Redefining myocardial infarction

 

CAP Today

 

 

 

January 2010
Feature Story

Comparability of results is always potentially difficult when assays are produced by different manufacturers, and with troponin there are added twists. Lack of standardization is more of a problem for troponin I than for troponin T, says Elliott Antman, MD, of Brigham and Women’s Hospital. “The difficulty is that if a patient is seen in hospital A and then later evaluated at hospital B and they use two different troponin I assays—or one uses troponin T and the other troponin I— the values are not comparable.” Clinicians may not realize there are different cut points and may incorrectly interpret someone as having abnormally elevated or not elevated troponin I.

This gets even stickier in multicenter trials on new drugs of potential benefit to heart patients, if hospitals are using different assays. “One of the things we measure is whether a patient with coronary artery disease sustained an MI in the course of the trial. The logistics are quite complicated because you need to collect data from each hospital with respect to their assay and the cut points to define an abnormally elevated value.”

The FDA, Joint European Society of Cardiology, and American College of Cardiology are trying to bring some degree of organization to this issue through the Committee for the Redefinition of Myocardial Infarction, an international cardiology task force to which Dr. Antman belongs. It recommended in 2007 that AMI be redefined predicated on a detection of an increase or decrease of cTn with at least one value above the 99th percentile reference value in patients with evidence of myocardial ischemia.

“If we turn the clock back to 1993, in order to diagnose an MI, traditionally one turned to the patient’s history, an EKG, and a blood test which was a biomarker indicating myocardial necrosis had occurred. Originally the biomarker was creatine kinase, CK-MB, and it became the gold standard,” Dr. Antman explains.

“CK-MB is found in heart and skeletal muscle, so there’s always a certain amount present in patients’ blood, but since the mass of skeletal muscle is greater than the mass of cardiac muscle, much of what we routinely see is from skeletal sources. When a patient has an MI, there’s a burst release of CK-MB from the heart into the circulation, and it goes up and comes down.”

“When cardiac troponin assays were introduced, they showed a value close to zero under normal circumstances, and if a patient released a small amount of cTn because of a small amount of myocardial necrosis, the cTn assays could detect that. However, that bump up did not always correlate with the CK-MB.”

But to get approved as a marker, cardiac troponin’s MI detection limit had to be proposed and it had to pivot around CK-MB. “If you have an assay that’s more sensitive and specific than CK-MB, immediately you have almost an unsolvable problem.” So in the early 1990s something called the MI detection limit was proposed for cTn assays when they were introduced. Today it is accepted that troponins are the preferred analytes for detecting a necrosis, he says. “The difficulty is we still have many labs and clinicians around the world that refer to the so-called MI detection limit, when in fact that was an artifact of the regulatory approval process for a new assay.”
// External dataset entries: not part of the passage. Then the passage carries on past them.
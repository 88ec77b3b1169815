use serde::Serialize;

/// Number of numeric fields in one table row: three coordinates plus six performance values.
pub const FIELDS_PER_ROW: usize = 9;

/// Interpolated (or tabulated) nozzle performance at one operating point.
#[derive(Debug, Clone, Copy, Default, PartialEq, Serialize)]
pub struct PerformanceRecord {
    /// Thrust coefficient `Cf` (dimensionless).
    pub thrust_coefficient: f64,
    /// Characteristic velocity `C*` (m/s).
    pub cstar_m_s: f64,
    /// Specific impulse (s).
    pub isp_s: f64,
    /// Nozzle exit velocity (m/s).
    pub exit_velocity_m_s: f64,
    /// Nozzle exit pressure (psi).
    pub exit_pressure_psi: f64,
    /// Ratio of specific heats.
    pub gamma: f64,
}

impl PerformanceRecord {
    /// Build a record whose fields are `f(a, b)` applied fieldwise.
    pub(crate) fn zip_with(a: &Self, b: &Self, f: impl Fn(f64, f64) -> f64) -> Self {
        Self {
            thrust_coefficient: f(a.thrust_coefficient, b.thrust_coefficient),
            cstar_m_s: f(a.cstar_m_s, b.cstar_m_s),
            isp_s: f(a.isp_s, b.isp_s),
            exit_velocity_m_s: f(a.exit_velocity_m_s, b.exit_velocity_m_s),
            exit_pressure_psi: f(a.exit_pressure_psi, b.exit_pressure_psi),
            gamma: f(a.gamma, b.gamma),
        }
    }

    /// Linear blend `a·(1 − t) + b·t` of every field.
    pub fn lerp(a: &Self, b: &Self, t: f64) -> Self {
        Self::zip_with(a, b, |x, y| x * (1.0 - t) + y * t)
    }
}

/// One tabulated sample: the grid coordinates and the performance found there.
#[derive(Debug, Clone, Copy, PartialEq)]
pub struct TableEntry {
    pub chamber_pressure_psi: f64,
    pub mixture_ratio: f64,
    pub ambient_pressure_psi: f64,
    pub performance: PerformanceRecord,
}

impl TableEntry {
    /// Build an entry from a full row in file order: `Pc,OF,Pa,Cf,Cstar,Isp,Ve,Pe,Gamma`.
    pub fn from_row(row: &[f64; FIELDS_PER_ROW]) -> Self {
        Self {
            chamber_pressure_psi: row[0],
            mixture_ratio: row[1],
            ambient_pressure_psi: row[2],
            performance: PerformanceRecord {
                thrust_coefficient: row[3],
                cstar_m_s: row[4],
                isp_s: row[5],
                exit_velocity_m_s: row[6],
                exit_pressure_psi: row[7],
                gamma: row[8],
            },
        }
    }

    /// Coordinates in axis order (Pc, O/F, Pa).
    pub fn coordinates(&self) -> [f64; 3] {
        [
            self.chamber_pressure_psi,
            self.mixture_ratio,
            self.ambient_pressure_psi,
        ]
    }
}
The redefinition group is struggling with the fact that it is now saying any elevation of cardiac troponin I indicates myocardial necrosis, or an MI, Dr. Antman says. “This has profound implications for our epidemiological assessments of whether or not we are preventing MIs. On the one hand, we treat hypertension, we treat elevated cholesterol, we give patients more aspirin, and in fact all of this is reducing the burden of coronary heart disease and the incidence of MI is going down each year. But then we suddenly change the definition of an MI, and it’s a little problematic to say whether we did or didn’t do anything.”

The working group has agreed to continue measuring at some centers the classic older biomarkers, as a means of equating results under the differing definitions. But now another change looms, he says. “The ultra-sensitive cTn assays that are coming on the clinical scene in the future will detect even smaller amounts of myocardial necrosis, so we may be revisiting all the difficulties we had between the introduction of cTn in the early ’90s and the present.”

Unfortunately, many medical centers, Dr. Antman notes, are reporting the old MI decision limit. “What we need to hear from them is the upper reference limit—not the artifact of having to compare cTn against CK-MB.” Admittedly, the upper reference limit varies with different assays, and that adds to the problem. “But all of this is something we can solve, and we are making great headway.”